Love really can hurt.
In the Middle ages the expression “love is” meant not a figure of speech, but a very real disease, for treatment that was medical methods.
Love really can hurt. And although we often romantisize love the suffering, the harsh reality is that almost all of us have experienced unrequited passion caused by unpleasant symptoms. Dizziness, feeling of hopelessness, palpitations, loss of appetite, insomnia, tearful mood – sound familiar?
Thanks to advances in biochemistry modern scientists know how the neurotransmitters dopamine, adrenaline and serotonin affect the brain of a person in love, sometimes causing unpleasant symptoms. However, the relationship between love and physical condition of the person was noticed a long time ago. In medieval medicine it was considered that body and soul are inextricably intertwined and body can reflect a state of mind.
Medical ideas of the middle ages was based on the doctrine of the four bodily fluids, or humorou: blood, phlegm, black and yellow bile. It was believed that in a healthy person all four liquids are in equilibrium, and the imbalance causes the disease.
Description and images of bodily fluids according to Galen. The illustration of manuscripts, 1420
At the core of these ideas was a theory of the ancient scientist Galen, who developed a communication system between a person’s temperament and dominant in his body fluid. For example, the melancholic temperament corresponds to an excess of black bile, which the body dry and cold. During the middle ages it was believed that people with a melancholic warehouse is more than just predisposed to loving suffering.

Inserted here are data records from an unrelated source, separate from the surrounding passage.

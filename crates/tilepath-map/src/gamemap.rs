use std::cell::Cell;

use rand::Rng;
use tilepath::TileMap;
use tilepath_core::{Point, Range};

/// Ground type of a cell.
#[derive(Debug, Clone, Copy, PartialEq, Eq, Hash, Default)]
#[cfg_attr(feature = "serde", derive(serde::Serialize, serde::Deserialize))]
pub enum Terrain {
    #[default]
    Grass,
    Rock,
    Water,
}

/// Something standing on a cell.
#[derive(Debug, Clone, Copy, PartialEq, Eq, Hash)]
#[cfg_attr(feature = "serde", derive(serde::Serialize, serde::Deserialize))]
pub enum Unit {
    Soldier,
    Barracks,
    PowerPlant,
}

impl Unit {
    /// Whether this kind of unit can move at all.
    #[inline]
    pub fn is_mobile(self) -> bool {
        matches!(self, Self::Soldier)
    }
}

/// A rectangular map of terrain and units.
///
/// Out-of-bounds coordinates read as rock with no unit; writes to them are
/// ignored.
#[derive(Debug, Clone)]
pub struct GameMap {
    bounds: Range,
    terrain: Vec<Terrain>,
    units: Vec<Option<Unit>>,
    visited: Vec<Cell<bool>>,
    mover: Unit,
}

impl GameMap {
    /// Width of the scene built by [`sample`](Self::sample).
    pub const SAMPLE_WIDTH: i32 = 30;
    /// Height of the scene built by [`sample`](Self::sample).
    pub const SAMPLE_HEIGHT: i32 = 30;

    /// An all-grass map with no units, routing soldiers.
    pub fn new(width: i32, height: i32) -> Self {
        let bounds = Range::with_size(width, height);
        let len = bounds.len();
        Self {
            bounds,
            terrain: vec![Terrain::Grass; len],
            units: vec![None; len],
            visited: vec![Cell::new(false); len],
            mover: Unit::Soldier,
        }
    }

    /// A 30×30 grass field with a soldier at (4, 6) and a 2×2 barracks
    /// covering (4, 3) to (5, 4).
    pub fn sample() -> Self {
        let mut map = Self::new(Self::SAMPLE_WIDTH, Self::SAMPLE_HEIGHT);
        map.set_unit(Point::new(4, 6), Some(Unit::Soldier));

        for p in Range::new(4, 3, 6, 5) {
            map.set_unit(p, Some(Unit::Barracks));
        }
        map
    }

    #[inline]
    pub fn bounds(&self) -> Range {
        self.bounds
    }

    #[inline]
    fn index(&self, p: Point) -> Option<usize> {
        if !self.bounds.contains(p) {
            return None;
        }
        Some((p.y * self.bounds.width() + p.x) as usize)
    }

    /// Set every cell of `area` (clipped to the map) to `terrain`.
    pub fn fill_area(&mut self, area: Range, terrain: Terrain) {
        for p in area {
            self.set_terrain(p, terrain);
        }
    }

    pub fn terrain(&self, p: Point) -> Terrain {
        self.index(p).map_or(Terrain::Rock, |i| self.terrain[i])
    }

    pub fn set_terrain(&mut self, p: Point, terrain: Terrain) {
        if let Some(i) = self.index(p) {
            self.terrain[i] = terrain;
        }
    }

    pub fn unit(&self, p: Point) -> Option<Unit> {
        self.index(p).and_then(|i| self.units[i])
    }

    pub fn set_unit(&mut self, p: Point, unit: Option<Unit>) {
        if let Some(i) = self.index(p) {
            self.units[i] = unit;
        }
    }

    /// The unit kind being routed.
    #[inline]
    pub fn mover(&self) -> Unit {
        self.mover
    }

    /// Change the unit kind being routed; affects [`TileMap::blocked`].
    pub fn set_mover(&mut self, mover: Unit) {
        self.mover = mover;
    }

    /// Whether the path finder evaluated `p` since the last
    /// [`clear_visited`](Self::clear_visited).
    pub fn visited(&self, p: Point) -> bool {
        self.index(p).is_some_and(|i| self.visited[i].get())
    }

    /// Number of cells evaluated since the last reset.
    pub fn visited_count(&self) -> usize {
        self.visited.iter().filter(|v| v.get()).count()
    }

    pub fn clear_visited(&self) {
        for v in &self.visited {
            v.set(false);
        }
    }

    /// Turn `count` random grass cells without units into `terrain`.
    ///
    /// Returns the number of cells changed, which is smaller than `count`
    /// only when the map runs out of free grass.
    pub fn scatter(&mut self, rng: &mut impl Rng, count: usize, terrain: Terrain) -> usize {
        let mut free: Vec<Point> = self
            .bounds
            .iter()
            .filter(|&p| self.terrain(p) == Terrain::Grass && self.unit(p).is_none())
            .collect();
        let mut placed = 0;
        while placed < count && !free.is_empty() {
            let p = free.swap_remove(rng.random_range(0..free.len()));
            self.set_terrain(p, terrain);
            placed += 1;
        }
        log::debug!("scattered {placed} {terrain:?} cells");
        placed
    }
}

impl TileMap for GameMap {
    fn width_in_tiles(&self) -> i32 {
        self.bounds.width()
    }

    fn height_in_tiles(&self) -> i32 {
        self.bounds.height()
    }

    fn blocked(&self, p: Point) -> bool {
        if self.unit(p).is_some() {
            return true;
        }
        if self.mover.is_mobile() {
            return self.terrain(p) != Terrain::Grass;
        }
        true
    }

    /// Every step costs 1, diagonal or not.
    fn cost(&self, _mover: Point, _from: Point, _to: Point) -> f32 {
        1.0
    }

    fn path_finder_visited(&self, p: Point) {
        if let Some(i) = self.index(p) {
            self.visited[i].set(true);
        }
    }
}

#[cfg(test)]
mod tests {
    use super::*;
    use rand::SeedableRng;
    use rand::rngs::StdRng;
    use tilepath::{AStarPathFinder, SearchOutcome};

    #[test]
    fn sample_layout() {
        let map = GameMap::sample();
        assert_eq!(map.width_in_tiles(), 30);
        assert_eq!(map.height_in_tiles(), 30);
        assert_eq!(map.unit(Point::new(4, 6)), Some(Unit::Soldier));
        for p in [(4, 3), (4, 4), (5, 3), (5, 4)] {
            assert_eq!(map.unit(Point::from(p)), Some(Unit::Barracks));
        }
        assert_eq!(map.unit(Point::new(6, 3)), None);
        assert!(map.bounds().iter().all(|p| map.terrain(p) == Terrain::Grass));
    }

    #[test]
    fn units_and_terrain_block_soldiers() {
        let mut map = GameMap::new(4, 4);
        map.set_terrain(Point::new(1, 1), Terrain::Water);
        map.set_unit(Point::new(2, 2), Some(Unit::PowerPlant));
        assert!(map.blocked(Point::new(1, 1)));
        assert!(map.blocked(Point::new(2, 2)));
        assert!(!map.blocked(Point::new(0, 0)));
    }

    #[test]
    fn fill_area_is_clipped() {
        let mut map = GameMap::new(4, 4);
        map.fill_area(Range::new(2, 2, 6, 6), Terrain::Rock);
        let rocks: Vec<Point> = map
            .bounds()
            .iter()
            .filter(|&p| map.terrain(p) == Terrain::Rock)
            .collect();
        assert_eq!(rocks.len(), 4);
        assert!(rocks.iter().all(|p| p.x >= 2 && p.y >= 2));
    }

    #[test]
    fn buildings_cannot_move_anywhere() {
        let mut map = GameMap::new(3, 3);
        map.set_mover(Unit::Barracks);
        assert_eq!(map.mover(), Unit::Barracks);
        assert!(map.bounds().iter().all(|p| map.blocked(p)));
    }

    #[test]
    fn out_of_bounds_reads_and_writes() {
        let mut map = GameMap::new(2, 2);
        map.set_unit(Point::new(2, 0), Some(Unit::Soldier));
        map.set_terrain(Point::new(-1, 0), Terrain::Water);
        assert_eq!(map.unit(Point::new(2, 0)), None);
        assert_eq!(map.terrain(Point::new(-1, 0)), Terrain::Rock);
        assert!(!map.visited(Point::new(5, 5)));
        map.path_finder_visited(Point::new(5, 5));
        assert_eq!(map.visited_count(), 0);
    }

    #[test]
    fn visited_tracking() {
        let map = GameMap::new(3, 3);
        map.path_finder_visited(Point::new(1, 2));
        map.path_finder_visited(Point::new(1, 2));
        assert!(map.visited(Point::new(1, 2)));
        assert_eq!(map.visited_count(), 1);
        map.clear_visited();
        assert_eq!(map.visited_count(), 0);
    }

    #[test]
    fn scatter_only_touches_free_grass() {
        let mut map = GameMap::new(4, 4);
        map.set_unit(Point::new(0, 0), Some(Unit::Soldier));
        let mut rng = StdRng::seed_from_u64(3);
        assert_eq!(map.scatter(&mut rng, 5, Terrain::Rock), 5);
        assert_eq!(map.terrain(Point::new(0, 0)), Terrain::Grass);
        let rocks = map.bounds().iter().filter(|&p| map.terrain(p) == Terrain::Rock).count();
        assert_eq!(rocks, 5);

        // Only 10 free grass cells remain.
        assert_eq!(map.scatter(&mut rng, 50, Terrain::Water), 10);
    }

    #[test]
    fn soldier_walks_around_barracks() {
        let map = GameMap::sample();
        let mut finder = AStarPathFinder::new(&map, 500, false).unwrap();
        let (s, t) = (Point::new(3, 3), Point::new(6, 5));
        let path = finder.find_path(s, t).unwrap().unwrap();
        assert_eq!(path.first(), Some(s));
        assert_eq!(path.last(), Some(t));
        assert_eq!(path.hops(), 5);
        assert_eq!(path.cost(&map), 5.0);
        for p in path.iter() {
            assert!(map.unit(p).is_none());
        }
        assert!(map.visited_count() > 0);
    }

    #[test]
    fn soldier_starts_on_its_own_cell() {
        let map = GameMap::sample();
        let mut finder = AStarPathFinder::new(&map, 500, true).unwrap();
        let path = finder
            .find_path(Point::new(4, 6), Point::new(4, 9))
            .unwrap()
            .unwrap();
        assert_eq!(path.hops(), 3);
    }

    #[test]
    fn unit_target_is_blocked() {
        let map = GameMap::sample();
        let mut finder = AStarPathFinder::new(&map, 500, false).unwrap();
        assert_eq!(finder.find_path(Point::new(0, 0), Point::new(4, 4)).unwrap(), None);
        assert_eq!(
            finder.last_search().unwrap().outcome,
            SearchOutcome::TargetBlocked
        );
    }
}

The doctor and the monk of the 11th century Constantine the African translated the treatise on melancholy, which was popular in medieval Europe. He clearly outlined the relationship between the excess in the body of black bile of melancholy and a tendency to love suffering:
“Love, also called Eros is a disease affecting the brain. Sometimes the reason that love becomes a natural a natural need to get rid of excess bodily fluids… the disease that causes thinking and anxious, while the patient is looking for ways to gain the object of their desires”.
Treatment of unrequited love
Whatever the object of desire – and in the religious middle ages, for many women, they became Christ – the inaccessibility or loss of the object delivered suffering, from which the medieval melancholic find it difficult to get rid of.
But since the state of melancholy of love was considered to be having such deep roots, it was medical treatment. Recommended that the patient get plenty of light and fresh air, and rest, inhalation, a warm bath with moisturizing the skin with plants (like water lilies and violets). To eat followed by lamb meat, lettuce, egg, fish, ripe fruit. Since the time of Hippocrates used hellebore root. An excess of black bile melancholic treated with laxatives and bloodletting to restore the balance of bodily fluids.
Bloodletting. Illustration for the manuscript Aldobrandino di Siena “Solid Charter”, France, late 13th century
The history of suffering
It is not surprising that in the literature of medieval Europe the history of thorny love and love suffering often contain medical references. Sick of sorrow character is very common figure. Such, for example, the Black knight from the works of Chaucer, “the Book of the Duchess,” or two lovers from the poem of Mary French, the lovers are described as “serious meal”.
The lover and the priest. Illustration for the piece “Confessions of love”, early 15th century
The poem of the 14th century “Confessions of love” and John Gower revolves around the melancholy young man who is sick from love so that he wants death, and asks a cure for her disease Venus and Cupid. Regretting the accident, Venus creates a cooling balm and puts on his “wounded heart” whiskey and kidneys. Thanks to this cure his unbearable pain finally passes.
Look at love from a medical point of view exists to this day. In 1621 Robert Burton published a voluminous work entitled “Anatomy of melancholy”. Sigmund Freud developed similar ideas in the book “Sorrow and melancholy” in the early 20th century. The problem of the suffering of the heart clearly has deep roots. So if your heart pierces love flour you can try one of those medieval recipes.